Refi slowdown means no more ‘lazy mode’ for mortgage lenders

Banks with large mortgage operations will face challenges over the rest of this year, and many will need to be more aggressive and adjust their business models to compete.

The Mortgage Bankers Association is bracing for a slowdown in overall activity, projecting that volume over the second half of 2021 could fall by 47% from a year earlier, to $1.2 trillion. Refinancing volume is expected to plummet by 77%, to $340 billion, as interest rates creep up.

A sharp decline in refis will put more pressure on bankers to fight for mortgages tied to home purchases, where volume should remain relatively steady as rates increase. That will intensify competition among mortgage lenders, forcing many to focus more on marketing, relationships with real estate professionals and customer service to drive volume.

“Competition will heat up — we’re already starting to see that,” said Chris Nichols, a strategist and head of capital markets at the $37.8 billion-asset South State in Winter Haven, Fla.

“When it was all about refis banks may have gotten a little bit in a fat-and-lazy mode, fielding calls,” Nichols added. “Now we’re going to have to be even better bankers. We’ll have to spend more on marketing, do more outreach, be more active salespeople — we’ll have to get out and make connections and win business.”

Several other factors will influence the momentum of the mortgage market, including the trajectory of rates, the efficacy of vaccines and an acceleration of home-building activity, industry observers said.

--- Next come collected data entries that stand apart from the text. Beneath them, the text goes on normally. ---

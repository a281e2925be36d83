//! The unit of synthetic evidence.
//!
//! An Entry is immutable once produced. Signal entries are deserialized from
//! the evidence corpus at start-up; noise entries are built by the
//! generators. Both flow through the same pagination and search paths.

use chrono::{DateTime, Utc};
use serde::{Deserialize, Serialize};

/// One chat message (authored signal, generated noise, or conversation).
#[derive(Debug, Clone, PartialEq, Serialize, Deserialize)]
pub struct ChatMessage {
    pub user: String,
    pub text: String,
    pub timestamp: DateTime<Utc>,
    #[serde(default, skip_serializing_if = "Option::is_none")]
    pub channel: Option<String>,
}

/// One application log line.
#[derive(Debug, Clone, PartialEq, Serialize, Deserialize)]
pub struct LogLine {
    pub timestamp: DateTime<Utc>,
    pub level: String,
    pub message: String,
    pub function: String,
    pub service: String,
}

/// One time-series sample.
#[derive(Debug, Clone, PartialEq, Serialize, Deserialize)]
pub struct MetricPoint {
    pub metric: String,
    pub timestamp: DateTime<Utc>,
    pub value: f64,
    pub labels: MetricLabels,
}

#[derive(Debug, Clone, PartialEq, Serialize, Deserialize)]
pub struct MetricLabels {
    pub service: String,
    pub instance: String,
}

/// One error-tracker issue.
#[derive(Debug, Clone, PartialEq, Serialize, Deserialize)]
pub struct ErrorIssue {
    pub id: String,
    pub title: String,
    pub count: u64,
    pub first_seen: DateTime<Utc>,
    pub last_seen: DateTime<Utc>,
    pub level: String,
    pub project: String,
    pub tags: IssueTags,
}

#[derive(Debug, Clone, PartialEq, Serialize, Deserialize)]
pub struct IssueTags {
    pub environment: String,
    pub runtime: String,
}

/// One unit of evidence, of whichever flavor its corpus produces.
///
/// Untagged so that a page of log lines serializes as plain log objects,
/// not wrapped variants. Variant order matters for deserialization: the
/// field sets are disjoint enough that the most specific shapes go first.
#[derive(Debug, Clone, PartialEq, Serialize, Deserialize)]
#[serde(untagged)]
pub enum Entry {
    Issue(ErrorIssue),
    Metric(MetricPoint),
    Log(LogLine),
    Chat(ChatMessage),
}

impl Entry {
    /// Look up a named field as text. Unknown names return None, which is
    /// how unsupported filter keys end up silently ignored.
    pub fn field(&self, name: &str) -> Option<String> {
        match self {
            Entry::Chat(m) => match name {
                "user" => Some(m.user.clone()),
                "text" => Some(m.text.clone()),
                "timestamp" => Some(m.timestamp.to_rfc3339()),
                "channel" => m.channel.clone(),
                _ => None,
            },
            Entry::Log(l) => match name {
                "timestamp" => Some(l.timestamp.to_rfc3339()),
                "level" => Some(l.level.clone()),
                "message" => Some(l.message.clone()),
                "function" => Some(l.function.clone()),
                "service" => Some(l.service.clone()),
                _ => None,
            },
            Entry::Metric(p) => match name {
                "metric" => Some(p.metric.clone()),
                "timestamp" => Some(p.timestamp.to_rfc3339()),
                "value" => Some(p.value.to_string()),
                "service" => Some(p.labels.service.clone()),
                "instance" => Some(p.labels.instance.clone()),
                _ => None,
            },
            Entry::Issue(i) => match name {
                "id" => Some(i.id.clone()),
                "title" => Some(i.title.clone()),
                "level" => Some(i.level.clone()),
                "project" => Some(i.project.clone()),
                "environment" => Some(i.tags.environment.clone()),
                "runtime" => Some(i.tags.runtime.clone()),
                _ => None,
            },
        }
    }

    /// The primary timestamp of the entry.
    pub fn timestamp(&self) -> DateTime<Utc> {
        match self {
            Entry::Chat(m) => m.timestamp,
            Entry::Log(l) => l.timestamp,
            Entry::Metric(p) => p.timestamp,
            Entry::Issue(i) => i.last_seen,
        }
    }

    /// Case-insensitive containment over every text field.
    /// `query` must already be lowercased.
    pub fn matches_text(&self, query: &str) -> bool {
        let haystacks: &[&str] = match self {
            Entry::Chat(m) => &[&m.user, &m.text],
            Entry::Log(l) => &[&l.level, &l.message, &l.function, &l.service],
            Entry::Metric(p) => &[&p.metric, &p.labels.service],
            Entry::Issue(i) => &[&i.id, &i.title, &i.level, &i.project],
        };
        haystacks
            .iter()
            .any(|h| h.to_lowercase().contains(query))
    }
}

#[cfg(test)]
mod tests {
    use super::*;
    use chrono::TimeZone;

    fn sample_log() -> Entry {
        Entry::Log(LogLine {
            timestamp: Utc.with_ymd_and_hms(2025, 11, 3, 9, 30, 0).unwrap(),
            level: "ERROR".into(),
            message: "could not charge the card: rpc error".into(),
            function: "chargeCard".into(),
            service: "checkout".into(),
        })
    }

    #[test]
    fn field_lookup_known_and_unknown() {
        let entry = sample_log();
        assert_eq!(entry.field("level").as_deref(), Some("ERROR"));
        assert_eq!(entry.field("no_such_field"), None);
    }

    #[test]
    fn text_match_is_case_insensitive() {
        let entry = sample_log();
        assert!(entry.matches_text("rpc error"));
        assert!(entry.matches_text("chargecard"));
        assert!(!entry.matches_text("kafka"));
    }

    #[test]
    fn log_line_round_trips_untagged() {
        let entry = sample_log();
        let json = serde_json::to_string(&entry).unwrap();
        assert!(json.contains("\"level\":\"ERROR\""));
        let back: Entry = serde_json::from_str(&json).unwrap();
        assert_eq!(back, entry);
    }
}
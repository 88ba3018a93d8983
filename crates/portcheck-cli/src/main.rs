use std::path::PathBuf;

use anyhow::Result;
use chrono::NaiveDate;
use clap::{Parser, Subcommand};
use portcheck_adapters::load_table;
use portcheck_audit::{AuditConfig, AuditPipeline};
use tracing_subscriber::EnvFilter;

#[derive(Debug, Parser)]
#[command(name = "portcheck")]
#[command(about = "Flags duplicated NAP port assignments for manual review")]
struct Cli {
    /// Configuration file; defaults apply when it does not exist.
    #[arg(long, default_value = "portcheck.yaml")]
    config: PathBuf,
    #[command(subcommand)]
    command: Option<Commands>,
}

#[derive(Debug, Subcommand)]
enum Commands {
    /// Run the audit pipeline end to end (the default).
    Run {
        /// Source table; overrides the configured input.
        #[arg(long)]
        input: Option<PathBuf>,
        /// Report directory; overrides the configured location.
        #[arg(long)]
        output_dir: Option<PathBuf>,
        /// Cutoff date (YYYY-MM-DD); overrides the configured value.
        #[arg(long)]
        cutoff: Option<NaiveDate>,
        /// Comma-separated client groups to skip; overrides the configured list.
        #[arg(long, value_delimiter = ',')]
        ignored_client_groups: Option<Vec<String>>,
    },
    /// Check that the input table carries every bound column, then exit.
    Validate {
        /// Source table; overrides the configured input.
        #[arg(long)]
        input: Option<PathBuf>,
    },
}

fn main() -> Result<()> {
    tracing_subscriber::fmt()
        .with_env_filter(
            EnvFilter::try_from_default_env().unwrap_or_else(|_| EnvFilter::new("info")),
        )
        .init();

    let cli = Cli::parse();
    let mut config = if cli.config.exists() {
        AuditConfig::from_file(&cli.config)?
    } else {
        AuditConfig::default()
    };
    tracing::debug!(config = ?config, "resolved configuration");

    match cli.command.unwrap_or(Commands::Run {
        input: None,
        output_dir: None,
        cutoff: None,
        ignored_client_groups: None,
    }) {
        Commands::Run {
            input,
            output_dir,
            cutoff,
            ignored_client_groups,
        } => {
            if let Some(input) = input {
                config.input = input;
            }
            if let Some(output_dir) = output_dir {
                config.output_dir = output_dir;
            }
            if let Some(cutoff) = cutoff {
                config.cutoff = cutoff;
            }
            if let Some(ignored) = ignored_client_groups {
                config.ignored_client_groups = ignored;
            }
            let summary = AuditPipeline::new(config).run()?;
            println!(
                "audit complete: run_id={} input_rows={} flagged_groups={} selected_rows={} artifact={}",
                summary.run_id,
                summary.input_rows,
                summary.flagged_groups,
                summary.selected_rows,
                summary.artifact.path.display()
            );
        }
        Commands::Validate { input } => {
            if let Some(input) = input {
                config.input = input;
            }
            let table = load_table(&config.input, &config.columns)?;
            println!(
                "columns ok: {} data rows, {} columns in {}",
                table.records.len(),
                table.header.len(),
                config.input.display()
            );
        }
    }

    Ok(())
}
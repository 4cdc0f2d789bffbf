//! Backend registry: name → backend implementation.
//!
//! Built once at startup and immutable afterwards, so concurrent dispatch
//! tasks read it without locking.

use crate::backend::{ticketing, Backend, BackendProfile, RemoteBackend};
use crate::config::{BackendKind, Config, Credentials};
use crate::error::RegistryError;
use crate::llm_client::TextModel;
use std::collections::HashMap;
use std::sync::Arc;
use tracing::info;

#[derive(Default, Clone)]
pub struct BackendRegistry {
    backends: HashMap<String, Arc<dyn Backend>>,
}

impl BackendRegistry {
    pub fn builder() -> BackendRegistryBuilder {
        BackendRegistryBuilder::default()
    }

    /// Build the remote backends named in `config`.
    ///
    /// Every backend must have a credential in `credentials`; a missing one
    /// is an error, never a backend that can only fail.
    pub fn from_config(
        config: &Config,
        credentials: &Credentials,
        model: Arc<dyn TextModel>,
    ) -> Result<Self, RegistryError> {
        let mut builder = Self::builder();

        for entry in &config.backends {
            let credential = credentials
                .backend_key(&entry.name)
                .ok_or_else(|| RegistryError::MissingCredential(entry.name.clone()))?;

            let mut profile = match entry.kind {
                BackendKind::Ticketing => ticketing::profile(entry.base_url.clone(), credential),
                BackendKind::Custom => BackendProfile {
                    base_url: entry.base_url.clone(),
                    credential: credential.to_string(),
                    credential_param: entry.credential_param.clone(),
                    instructions: entry.instructions.clone().unwrap_or_default(),
                    path_suffix: String::new(),
                },
            };
            profile.credential_param = entry.credential_param.clone();
            if let Some(suffix) = &entry.path_suffix {
                profile.path_suffix = suffix.clone();
            }

            let backend = RemoteBackend::new(profile, model.clone(), config.model.timeout_secs)
                .map_err(|source| RegistryError::Build {
                    name: entry.name.clone(),
                    source,
                })?;
            info!("Registered backend {} ({:?}) at {}", entry.name, entry.kind, entry.base_url);
            builder = builder.register(entry.name.clone(), Arc::new(backend));
        }

        Ok(builder.build())
    }

    pub fn get(&self, name: &str) -> Option<Arc<dyn Backend>> {
        self.backends.get(name).cloned()
    }

    pub fn contains(&self, name: &str) -> bool {
        self.backends.contains_key(name)
    }

    /// Registered names, sorted
    pub fn names(&self) -> Vec<String> {
        let mut names: Vec<String> = self.backends.keys().cloned().collect();
        names.sort();
        names
    }

    pub fn len(&self) -> usize {
        self.backends.len()
    }

    pub fn is_empty(&self) -> bool {
        self.backends.is_empty()
    }
}

#[derive(Default)]
pub struct BackendRegistryBuilder {
    backends: HashMap<String, Arc<dyn Backend>>,
}

impl BackendRegistryBuilder {
    /// Register `backend` under `name`, replacing any earlier entry
    pub fn register(mut self, name: impl Into<String>, backend: Arc<dyn Backend>) -> Self {
        self.backends.insert(name.into(), backend);
        self
    }

    pub fn build(self) -> BackendRegistry {
        BackendRegistry {
            backends: self.backends,
        }
    }
}
//! Configuration management for relayd.
//!
//! Loads settings from /etc/relay/config.toml or uses defaults.
//! Credentials never live in the file: each section names the environment
//! variable that carries its key, and [`Credentials::resolve`] reads them.

use relay_common::{DEFAULT_THRESHOLD, MAX_APPLICABILITY};
use serde::{Deserialize, Serialize};
use std::collections::HashMap;
use std::fs;
use std::path::{Path, PathBuf};
use std::time::Duration;
use tracing::{info, warn};

/// Config file path
pub const CONFIG_PATH: &str = "/etc/relay/config.toml";

#[derive(Debug, thiserror::Error)]
pub enum ConfigError {
    #[error("failed to read {}: {source}", path.display())]
    Read {
        path: PathBuf,
        #[source]
        source: std::io::Error,
    },

    #[error("failed to parse {}: {source}", path.display())]
    Parse {
        path: PathBuf,
        #[source]
        source: toml::de::Error,
    },

    #[error("environment variable {var} is not set")]
    MissingCredential { var: String },

    #[error("backend '{0}' has kind 'custom' but no instructions")]
    MissingInstructions(String),

    #[error("backend '{0}' is configured more than once")]
    DuplicateBackend(String),

    #[error("dispatch threshold {0} is above the maximum applicability {max}", max = MAX_APPLICABILITY)]
    ThresholdOutOfRange(u8),
}

/// HTTP listener configuration
#[derive(Debug, Clone, Serialize, Deserialize)]
pub struct ServerConfig {
    #[serde(default = "default_bind_address")]
    pub bind_address: String,

    #[serde(default = "default_port")]
    pub port: u16,
}

fn default_bind_address() -> String {
    "0.0.0.0".to_string()
}

fn default_port() -> u16 {
    8000
}

impl Default for ServerConfig {
    fn default() -> Self {
        Self {
            bind_address: default_bind_address(),
            port: default_port(),
        }
    }
}

/// Fan-out settings
#[derive(Debug, Clone, Serialize, Deserialize)]
pub struct DispatchConfig {
    /// Minimum applicability (0-100) for a backend to be executed
    #[serde(default = "default_threshold")]
    pub threshold: u8,

    /// Outer bound on one backend task, in seconds
    #[serde(default = "default_task_timeout")]
    pub task_timeout_secs: u64,
}

fn default_threshold() -> u8 {
    DEFAULT_THRESHOLD
}

fn default_task_timeout() -> u64 {
    30
}

impl Default for DispatchConfig {
    fn default() -> Self {
        Self {
            threshold: default_threshold(),
            task_timeout_secs: default_task_timeout(),
        }
    }
}

impl DispatchConfig {
    pub fn task_timeout(&self) -> Duration {
        Duration::from_secs(self.task_timeout_secs)
    }
}

/// Remote text model configuration
#[derive(Debug, Clone, Serialize, Deserialize)]
pub struct ModelConfig {
    #[serde(default = "default_model_endpoint")]
    pub endpoint: String,

    #[serde(default = "default_model")]
    pub model: String,

    #[serde(default = "default_model_timeout")]
    pub timeout_secs: u64,

    #[serde(default = "default_model_key_env")]
    pub api_key_env: String,
}

fn default_model_endpoint() -> String {
    "https://api.openai.com/v1/chat/completions".to_string()
}

fn default_model() -> String {
    "gpt-3.5-turbo".to_string()
}

fn default_model_timeout() -> u64 {
    10
}

fn default_model_key_env() -> String {
    "OPENAI_API_KEY".to_string()
}

impl Default for ModelConfig {
    fn default() -> Self {
        Self {
            endpoint: default_model_endpoint(),
            model: default_model(),
            timeout_secs: default_model_timeout(),
            api_key_env: default_model_key_env(),
        }
    }
}

/// Which instruction set a backend uses for action resolution
#[derive(Debug, Clone, Copy, PartialEq, Eq, Serialize, Deserialize)]
#[serde(rename_all = "snake_case")]
pub enum BackendKind {
    Ticketing,
    /// Instructions come from the `instructions` field
    Custom,
}

/// One remote backend
#[derive(Debug, Clone, Serialize, Deserialize)]
pub struct BackendConfig {
    pub name: String,
    pub kind: BackendKind,
    pub base_url: String,
    pub api_key_env: String,

    /// Query parameter that carries the credential
    #[serde(default = "default_credential_param")]
    pub credential_param: String,

    #[serde(default)]
    pub instructions: Option<String>,

    /// Appended to the operation name in the endpoint path (ticketing uses `.json`)
    #[serde(default)]
    pub path_suffix: Option<String>,
}

fn default_credential_param() -> String {
    "apikey".to_string()
}

fn default_backends() -> Vec<BackendConfig> {
    vec![BackendConfig {
        name: "Ticketing".to_string(),
        kind: BackendKind::Ticketing,
        base_url: "https://app.ticketmaster.com/discovery/v2".to_string(),
        api_key_env: "TICKETMASTER_API_KEY".to_string(),
        credential_param: default_credential_param(),
        instructions: None,
        path_suffix: None,
    }]
}

/// Main configuration
#[derive(Debug, Clone, Serialize, Deserialize)]
pub struct Config {
    #[serde(default)]
    pub server: ServerConfig,

    #[serde(default)]
    pub dispatch: DispatchConfig,

    #[serde(default)]
    pub model: ModelConfig,

    #[serde(default = "default_backends")]
    pub backends: Vec<BackendConfig>,
}

impl Default for Config {
    fn default() -> Self {
        Self {
            server: ServerConfig::default(),
            dispatch: DispatchConfig::default(),
            model: ModelConfig::default(),
            backends: default_backends(),
        }
    }
}

impl Config {
    /// Load config from `explicit` if given, otherwise from the system path,
    /// falling back to defaults when no system file exists.
    pub fn load(explicit: Option<&Path>) -> Result<Self, ConfigError> {
        let config = match explicit {
            Some(path) => Self::load_from_path(path)?,
            None if Path::new(CONFIG_PATH).exists() => Self::load_from_path(Path::new(CONFIG_PATH))?,
            None => {
                warn!("Config not found at {}, using defaults", CONFIG_PATH);
                Config::default()
            }
        };
        config.validate()?;
        Ok(config)
    }

    /// Load config from specific path
    pub fn load_from_path(path: &Path) -> Result<Self, ConfigError> {
        let content = fs::read_to_string(path).map_err(|source| ConfigError::Read {
            path: path.to_path_buf(),
            source,
        })?;
        let config: Config = toml::from_str(&content).map_err(|source| ConfigError::Parse {
            path: path.to_path_buf(),
            source,
        })?;
        info!("Loaded config from {}", path.display());
        Ok(config)
    }

    pub fn validate(&self) -> Result<(), ConfigError> {
        if self.dispatch.threshold > MAX_APPLICABILITY {
            return Err(ConfigError::ThresholdOutOfRange(self.dispatch.threshold));
        }

        let mut seen = Vec::with_capacity(self.backends.len());
        for backend in &self.backends {
            if seen.contains(&backend.name.as_str()) {
                return Err(ConfigError::DuplicateBackend(backend.name.clone()));
            }
            seen.push(backend.name.as_str());

            let has_instructions = backend
                .instructions
                .as_deref()
                .is_some_and(|s| !s.trim().is_empty());
            if backend.kind == BackendKind::Custom && !has_instructions {
                return Err(ConfigError::MissingInstructions(backend.name.clone()));
            }
        }
        Ok(())
    }

    /// Apply `PORT` from the environment
    pub fn apply_env_overrides(&mut self, lookup: impl Fn(&str) -> Option<String>) {
        if let Some(port) = lookup("PORT") {
            match port.trim().parse::<u16>() {
                Ok(port) => self.server.port = port,
                Err(_) => warn!("Ignoring invalid PORT value: {}", port),
            }
        }
    }

    pub fn backend_names(&self) -> Vec<String> {
        self.backends.iter().map(|b| b.name.clone()).collect()
    }
}

/// Resolved secrets for the text model and each backend
#[derive(Clone)]
pub struct Credentials {
    pub model_key: String,
    backend_keys: HashMap<String, String>,
}

impl std::fmt::Debug for Credentials {
    fn fmt(&self, f: &mut std::fmt::Formatter<'_>) -> std::fmt::Result {
        f.debug_struct("Credentials")
            .field("model_key", &"<redacted>")
            .field("backends", &self.backend_keys.keys().collect::<Vec<_>>())
            .finish()
    }
}

impl Credentials {
    /// Read every credential the config names from the process environment
    pub fn resolve(config: &Config) -> Result<Self, ConfigError> {
        Self::resolve_with(config, |var| std::env::var(var).ok())
    }

    pub fn resolve_with(
        config: &Config,
        lookup: impl Fn(&str) -> Option<String>,
    ) -> Result<Self, ConfigError> {
        let read = |var: &str| {
            lookup(var)
                .filter(|v| !v.trim().is_empty())
                .ok_or_else(|| ConfigError::MissingCredential {
                    var: var.to_string(),
                })
        };

        let model_key = read(&config.model.api_key_env)?;
        let mut backend_keys = HashMap::new();
        for backend in &config.backends {
            backend_keys.insert(backend.name.clone(), read(&backend.api_key_env)?);
        }

        Ok(Self {
            model_key,
            backend_keys,
        })
    }

    pub fn backend_key(&self, name: &str) -> Option<&str> {
        self.backend_keys.get(name).map(String::as_str)
    }
}

#[cfg(test)]
mod tests {
    use super::*;
    use std::io::Write;

    fn env(pairs: &[(&str, &str)]) -> impl Fn(&str) -> Option<String> {
        let map: HashMap<String, String> = pairs
            .iter()
            .map(|(k, v)| (k.to_string(), v.to_string()))
            .collect();
        move |var| map.get(var).cloned()
    }

    #[test]
    fn test_default_config() {
        let config = Config::default();
        assert_eq!(config.server.port, 8000);
        assert_eq!(config.dispatch.threshold, 90);
        assert_eq!(config.model.timeout_secs, 10);
        assert_eq!(config.backend_names(), vec!["Ticketing".to_string()]);
        assert!(config.validate().is_ok());
    }

    #[test]
    fn test_parse_toml() {
        let toml_str = r#"
[dispatch]
threshold = 75

[[backends]]
name = "Weather"
kind = "custom"
base_url = "https://weather.example.com/v1"
api_key_env = "WEATHER_KEY"
credential_param = "key"
instructions = "Operations: forecast. Parameters: city."
"#;
        let config: Config = toml::from_str(toml_str).unwrap();
        assert_eq!(config.dispatch.threshold, 75);
        // Defaults for missing fields
        assert_eq!(config.dispatch.task_timeout_secs, 30);
        assert_eq!(config.model.model, "gpt-3.5-turbo");
        assert_eq!(config.backends.len(), 1);
        assert_eq!(config.backends[0].kind, BackendKind::Custom);
        assert_eq!(config.backends[0].credential_param, "key");
        assert!(config.validate().is_ok());
    }

    #[test]
    fn test_custom_backend_requires_instructions() {
        let toml_str = r#"
[[backends]]
name = "Weather"
kind = "custom"
base_url = "https://weather.example.com/v1"
api_key_env = "WEATHER_KEY"
"#;
        let config: Config = toml::from_str(toml_str).unwrap();
        assert!(matches!(
            config.validate(),
            Err(ConfigError::MissingInstructions(name)) if name == "Weather"
        ));
    }

    #[test]
    fn test_duplicate_backend_rejected() {
        let mut config = Config::default();
        config.backends.extend(default_backends());
        assert!(matches!(config.validate(), Err(ConfigError::DuplicateBackend(_))));
    }

    #[test]
    fn test_threshold_above_maximum_rejected() {
        let mut file = tempfile::NamedTempFile::new().unwrap();
        writeln!(file, "[dispatch]\nthreshold = 150").unwrap();

        let err = Config::load(Some(file.path())).unwrap_err();
        assert!(matches!(err, ConfigError::ThresholdOutOfRange(150)));

        let mut config = Config::default();
        config.dispatch.threshold = 100;
        assert!(config.validate().is_ok());
    }

    #[test]
    fn test_load_from_file() {
        let mut file = tempfile::NamedTempFile::new().unwrap();
        writeln!(file, "[server]\nport = 9100").unwrap();

        let config = Config::load(Some(file.path())).unwrap();
        assert_eq!(config.server.port, 9100);
        assert_eq!(config.server.bind_address, "0.0.0.0");
    }

    #[test]
    fn test_load_missing_explicit_file_fails() {
        let dir = tempfile::tempdir().unwrap();
        let missing = dir.path().join("nope.toml");
        assert!(matches!(
            Config::load(Some(&missing)),
            Err(ConfigError::Read { .. })
        ));
    }

    #[test]
    fn test_port_override() {
        let mut config = Config::default();
        config.apply_env_overrides(env(&[("PORT", "8123")]));
        assert_eq!(config.server.port, 8123);

        config.apply_env_overrides(env(&[("PORT", "not-a-port")]));
        assert_eq!(config.server.port, 8123);
    }

    #[test]
    fn test_credentials_resolve() {
        let config = Config::default();
        let creds = Credentials::resolve_with(
            &config,
            env(&[("OPENAI_API_KEY", "sk-test"), ("TICKETMASTER_API_KEY", "tm-test")]),
        )
        .unwrap();
        assert_eq!(creds.model_key, "sk-test");
        assert_eq!(creds.backend_key("Ticketing"), Some("tm-test"));
        assert!(!format!("{:?}", creds).contains("sk-test"));
    }

    #[test]
    fn test_missing_credential_fails_fast() {
        let config = Config::default();
        let err = Credentials::resolve_with(
            &config,
            env(&[("OPENAI_API_KEY", "sk-test"), ("TICKETMASTER_API_KEY", "  ")]),
        )
        .unwrap_err();
        assert!(matches!(err, ConfigError::MissingCredential { var } if var == "TICKETMASTER_API_KEY"));
    }
}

“I think we’ll start to get answers over the spring and summer,” said Stephen Scouten, an analyst at Piper Sandler. “I think it’s pretty clear that refi slows down a lot, but there’s room for home purchase activity as we come out of the pandemic.”

Long-term interest rates have risen by nearly 20% this year, crimping refinancing. But rates remain historically low, and bankers said that homebuying demand is start to pick up as spring weather moves in.

Certain markets, such as South Florida, have remained brisk for mortgage lending.

“Demand right now continues to be very strong,” said Jorge Gonzalez, vice chairman and CEO of the $18 billion-asset City National Bank of Florida. “Rates are still so low. I think the market can absorb" more rate increases "because they’re coming off such a low point.”

“Rates are up, but I think there are a lot of buyers out there that will want to take action now before rates really climb higher down the road,” Nichols said.

While some lenders could become aggressive with pricing or terms, Nichols said most still remember how that played out during the 2008 financial crisis. At the same time, lenders continue to monitor an estimated 2.7 million mortgages that remain in forbearance.

“Credit quality is top of mind,” Nichols said. “I think banks are going stay pretty disciplined. … We’ll have to compete by working harder.”

The purchase market is slowly heating up, which should help mortgage-dependent banks maintain momentum over the next few months.

Applications to buy a home rose by 3% last week from a week earlier and were 26% higher than the same time in 2020, according to the Mortgage Bankers Association. The increase was “driven both by households seeking more living space and younger households looking to enter homeownership,” said Joel Kan, an MBA economist.

Kan said demand for home purchases is improving as more coronavirus vaccines roll out and an end to the pandemic comes into sight. Builders and real estate agents said they expect interest to accelerate as the pandemic fades, weather improves and the economy gets back on track.

"I still expect this year’s sales to be ahead of last year's, and with more COVID-19 vaccinations being distributed and available to larger shares of the population, the nation is on the cusp of returning to a sense of normalcy," said Lawrence Yun, chief economist at the National Association of Realtors.

While bankers are optimistic about the next few months, they hesitate to forecast what the market will look like heading into 2022.

“Longer term, it gets very difficult to predict,” Nichols said. “Will rates rise to a point that buyers bale? Will the economy hold up? It gets to be anyone’s guess at some point.”